PROBLEM REQUIREMENTS
Would you reproduce the entries exactly, including every line?

BEGIN

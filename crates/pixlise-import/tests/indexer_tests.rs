//! Catalog indexers over a filesystem store
//!
//! Job status and parameter files are written the way the job runner lays
//! them out, then the job summary indexer is run on one changed key.

#![allow(clippy::unwrap_used, clippy::expect_used)]

use pixlise_import::indexer::{DatasetIndexer, JobSummaryIndexer};
use pixlise_import::paths;
use pixlise_import::quant::{JobStatusValue, JobSummaryMap};
use pixlise_import::storage::{LocalStore, ObjectStore, ObjectStoreExt};
use pixlise_import::summary::SummaryFile;
use serde_json::json;
use std::sync::Arc;
use tempfile::TempDir;

const JOBS: &str = "jobs";
const DATASET: &str = "983561";
const NOW: i64 = 1_700_000_000;
const VISIBLE_SECS: i64 = 600;

// ============================================================================
// Helpers
// ============================================================================

fn setup() -> (TempDir, Arc<LocalStore>) {
    let dir = TempDir::new().unwrap();
    let store = Arc::new(LocalStore::new(dir.path()));
    (dir, store)
}

fn status_key(job: &str) -> String {
    format!("{}{job}-status.json", paths::job_status_prefix(DATASET))
}

async fn put_status(store: &LocalStore, job: &str, status: &str, end: i64, output: &str) {
    let body = json!({
        "jobId": job,
        "status": status,
        "message": "",
        "endUnixTime": end,
        "outputFilePath": output,
        "piquantLogList": null
    });
    store.put_json(JOBS, &status_key(job), &body).await.unwrap();
}

async fn put_params(store: &LocalStore, job: &str, dataset_path: &str) {
    let body = json!({
        "pmcs": [7, 8, 9],
        "name": format!("quant {job}"),
        "dataBucket": "datasets",
        "datasetPath": dataset_path,
        "datasetID": DATASET,
        "jobBucket": JOBS,
        "detectorConfig": "PIXL/PiquantConfigs/v6",
        "elements": ["Fe", "Ca"],
        "parameters": "-q,pPIETXCFsr -b,0,12,60,910,280,16",
        "runTimeSec": 60,
        "coresPerNode": 4,
        "startUnixTime": NOW - 100,
        "creator": {"name": "Peter", "user_id": "u123", "email": "p@example.com"},
        "roiID": "",
        "elementSetID": "",
        "piquantVersion": "3.2.8",
        "quantMode": "AB",
        "comments": "",
        "roiIDs": null
    });
    store
        .put_json(JOBS, &paths::job_params(DATASET, job), &body)
        .await
        .unwrap();
}

// ============================================================================
// Tests
// ============================================================================

#[tokio::test]
async fn test_job_summary_skips_jobs_without_params() {
    let (_dir, store) = setup();
    put_status(&store, "job-a", "nodes_running", 0, "").await;
    put_status(&store, "job-b", "starting", 0, "").await;
    put_params(&store, "job-a", "Datasets/983561/dataset.bin").await;

    let indexer = JobSummaryIndexer::new(store.clone(), JOBS, VISIBLE_SECS);
    let jobs = indexer.run(&status_key("job-b"), NOW).await.unwrap();

    assert_eq!(jobs.keys().collect::<Vec<_>>(), vec!["job-a"]);
    let item = &jobs["job-a"];
    assert!(!item.shared);
    assert!(item.elements.is_empty());
    assert_eq!(item.params.pmcs_count, 3);
    assert_eq!(item.params.params.elements, vec!["Fe", "Ca"]);
    assert!(item.params.params.roi_ids.is_empty());
    assert_eq!(item.status.status, JobStatusValue::NodesRunning);

    let written: JobSummaryMap = store
        .get_json(JOBS, &paths::job_summaries(DATASET))
        .await
        .unwrap();
    assert_eq!(written, jobs);

    // Field names match what the viewer reads
    let raw: serde_json::Value = store
        .get_json(JOBS, &paths::job_summaries(DATASET))
        .await
        .unwrap();
    let a = &raw["job-a"];
    assert_eq!(a["params"]["pmcsCount"], 3);
    assert_eq!(a["params"]["datasetPath"], "Datasets/983561/dataset.bin");
    assert_eq!(a["jobId"], "job-a");
    assert_eq!(a["params"]["roiIDs"], json!([]));
}

#[tokio::test]
async fn test_job_summary_drops_expired_and_pathless_jobs() {
    let (_dir, store) = setup();
    // Finished long ago, with output
    put_status(&store, "old", "complete", NOW - 3600, "Quantifications/old.bin").await;
    put_params(&store, "old", "Datasets/983561/dataset.bin").await;
    // Finished recently
    put_status(&store, "recent", "complete", NOW - 60, "Quantifications/recent.bin").await;
    put_params(&store, "recent", "Datasets/983561/dataset.bin").await;
    // Failed long ago, stays visible
    put_status(&store, "failed", "error", NOW - 3600, "").await;
    put_params(&store, "failed", "Datasets/983561/dataset.bin").await;
    // No dataset path
    put_status(&store, "broken", "starting", 0, "").await;
    put_params(&store, "broken", "").await;

    let indexer = JobSummaryIndexer::new(store.clone(), JOBS, VISIBLE_SECS);
    let jobs = indexer.run(&status_key("recent"), NOW).await.unwrap();

    assert_eq!(jobs.keys().collect::<Vec<_>>(), vec!["failed", "recent"]);
}

#[tokio::test]
async fn test_job_summary_rejects_unrelated_key() {
    let (_dir, store) = setup();
    let indexer = JobSummaryIndexer::new(store.clone(), JOBS, VISIBLE_SECS);
    assert!(indexer.run("Datasets/983561/summary.json", NOW).await.is_err());
}

#[tokio::test]
async fn test_dataset_index_honours_blocklist() {
    let (_dir, store) = setup();
    for id in ["300", "100", "200"] {
        let summary = SummaryFile {
            dataset_id: id.to_string(),
            title: format!("dataset {id}"),
            ..Default::default()
        };
        store
            .put_json("datasets", &paths::dataset_summary(id), &summary)
            .await
            .unwrap();
    }
    store
        .put("datasets", "Datasets/100/dataset.bin", vec![1, 2, 3])
        .await
        .unwrap();
    store
        .put("datasets", "Datasets/400/summary.json", b"not json".to_vec())
        .await
        .unwrap();
    store
        .put_json("config", paths::BAD_DATASET_IDS, &vec!["200"])
        .await
        .unwrap();

    let indexer = DatasetIndexer::new(store.clone(), "datasets", "config", 2);
    let index = indexer.run().await.unwrap();

    let ids: Vec<&str> = index.datasets.iter().map(|s| s.dataset_id.as_str()).collect();
    assert_eq!(ids, vec!["100", "300"]);

    let written: serde_json::Value = store.get_json("config", paths::DATASET_INDEX).await.unwrap();
    assert_eq!(written["datasets"][1]["title"], "dataset 300");
}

END

EXERCISE SOLUTION
filename crates/pixlise-import/tests/indexer_tests.rs
//! Catalog indexers over a filesystem store
//!
//! Job status and parameter files are written the way the job runner lays
//! them out, then the job summary indexer is run on one changed key.

#![allow(clippy::unwrap_used, clippy::expect_used)]

use pixlise_import::indexer::{DatasetIndexer, JobSummaryIndexer};
use pixlise_import::paths;
use pixlise_import::quant::{JobStatusValue, JobSummaryMap};
use pixlise_import::storage::{LocalStore, ObjectStore, ObjectStoreExt};
use pixlise_import::summary::SummaryFile;
use serde_json::json;
use std::sync::Arc;
use tempfile::TempDir;

const JOBS: &str = "jobs";
const DATASET: &str = "983561";
const NOW: i64 = 1_700_000_000;
const VISIBLE_SECS: i64 = 600;

// ============================================================================
// Helpers
// ============================================================================

fn setup() -> (TempDir, Arc<LocalStore>) {
    let dir = TempDir::new().unwrap();
    let store = Arc::new(LocalStore::new(dir.path()));
    (dir, store)
}

fn status_key(job: &str) -> String {
    format!("{}{job}-status.json", paths::job_status_prefix(DATASET))
}

async fn put_status(store: &LocalStore, job: &str, status: &str, end: i64, output: &str) {
    let body = json!({
        "jobId": job,
        "status": status,
        "message": "",
        "endUnixTime": end,
        "outputFilePath": output,
        "piquantLogList": null
    });
    store.put_json(JOBS, &status_key(job), &body).await.unwrap();
}

async fn put_params(store: &LocalStore, job: &str, dataset_path: &str) {
    let body = json!({
        "pmcs": [7, 8, 9],
        "name": format!("quant {job}"),
        "dataBucket": "datasets",
        "datasetPath": dataset_path,
        "datasetID": DATASET,
        "jobBucket": JOBS,
        "detectorConfig": "PIXL/PiquantConfigs/v6",
        "elements": ["Fe", "Ca"],
        "parameters": "-q,pPIETXCFsr -b,0,12,60,910,280,16",
        "runTimeSec": 60,
        "coresPerNode": 4,
        "startUnixTime": NOW - 100,
        "creator": {"name": "Peter", "user_id": "u123", "email": "p@example.com"},
        "roiID": "",
        "elementSetID": "",
        "piquantVersion": "3.2.8",
        "quantMode": "AB",
        "comments": "",
        "roiIDs": null
    });
    store
        .put_json(JOBS, &paths::job_params(DATASET, job), &body)
        .await
        .unwrap();
}

// ============================================================================
// Tests
// ============================================================================

#[tokio::test]
async fn test_job_summary_skips_jobs_without_params() {
    let (_dir, store) = setup();
    put_status(&store, "job-a", "nodes_running", 0, "").await;
    put_status(&store, "job-b", "starting", 0, "").await;
    put_params(&store, "job-a", "Datasets/983561/dataset.bin").await;

    let indexer = JobSummaryIndexer::new(store.clone(), JOBS, VISIBLE_SECS);
    let jobs = indexer.run(&status_key("job-b"), NOW).await.unwrap();

    assert_eq!(jobs.keys().collect::<Vec<_>>(), vec!["job-a"]);
    let item = &jobs["job-a"];
    assert!(!item.shared);
    assert!(item.elements.is_empty());
    assert_eq!(item.params.pmcs_count, 3);
    assert_eq!(item.params.params.elements, vec!["Fe", "Ca"]);
    assert!(item.params.params.roi_ids.is_empty());
    assert_eq!(item.status.status, JobStatusValue::NodesRunning);

    let written: JobSummaryMap = store
        .get_json(JOBS, &paths::job_summaries(DATASET))
        .await
        .unwrap();
    assert_eq!(written, jobs);

    // Field names match what the viewer reads
    let raw: serde_json::Value = store
        .get_json(JOBS, &paths::job_summaries(DATASET))
        .await
        .unwrap();
    let a = &raw["job-a"];
    assert_eq!(a["params"]["pmcsCount"], 3);
    assert_eq!(a["params"]["datasetPath"], "Datasets/983561/dataset.bin");
    assert_eq!(a["jobId"], "job-a");
    assert_eq!(a["params"]["roiIDs"], json!([]));
}

#[tokio::test]
async fn test_job_summary_drops_expired_and_pathless_jobs() {
    let (_dir, store) = setup();
    // Finished long ago, with output
    put_status(&store, "old", "complete", NOW - 3600, "Quantifications/old.bin").await;
    put_params(&store, "old", "Datasets/983561/dataset.bin").await;
    // Finished recently
    put_status(&store, "recent", "complete", NOW - 60, "Quantifications/recent.bin").await;
    put_params(&store, "recent", "Datasets/983561/dataset.bin").await;
    // Failed long ago, stays visible
    put_status(&store, "failed", "error", NOW - 3600, "").await;
    put_params(&store, "failed", "Datasets/983561/dataset.bin").await;
    // No dataset path
    put_status(&store, "broken", "starting", 0, "").await;
    put_params(&store, "broken", "").await;

    let indexer = JobSummaryIndexer::new(store.clone(), JOBS, VISIBLE_SECS);
    let jobs = indexer.run(&status_key("recent"), NOW).await.unwrap();

    assert_eq!(jobs.keys().collect::<Vec<_>>(), vec!["failed", "recent"]);
}

#[tokio::test]
async fn test_job_summary_rejects_unrelated_key() {
    let (_dir, store) = setup();
    let indexer = JobSummaryIndexer::new(store.clone(), JOBS, VISIBLE_SECS);
    assert!(indexer.run("Datasets/983561/summary.json", NOW).await.is_err());
}

#[tokio::test]
async fn test_dataset_index_honours_blocklist() {
    let (_dir, store) = setup();
    for id in ["300", "100", "200"] {
        let summary = SummaryFile {
            dataset_id: id.to_string(),
            title: format!("dataset {id}"),
            ..Default::default()
        };
        store
            .put_json("datasets", &paths::dataset_summary(id), &summary)
            .await
            .unwrap();
    }
    store
        .put("datasets", "Datasets/100/dataset.bin", vec![1, 2, 3])
        .await
        .unwrap();
    store
        .put("datasets", "Datasets/400/summary.json", b"not json".to_vec())
        .await
        .unwrap();
    store
        .put_json("config", paths::BAD_DATASET_IDS, &vec!["200"])
        .await
        .unwrap();

    let indexer = DatasetIndexer::new(store.clone(), "datasets", "config", 2);
    let index = indexer.run().await.unwrap();

    let ids: Vec<&str> = index.datasets.iter().map(|s| s.dataset_id.as_str()).collect();
    assert_eq!(ids, vec!["100", "300"]);

    let written: serde_json::Value = store.get_json("config", paths::DATASET_INDEX).await.unwrap();
    assert_eq!(written["datasets"][1]["title"], "dataset 300");
}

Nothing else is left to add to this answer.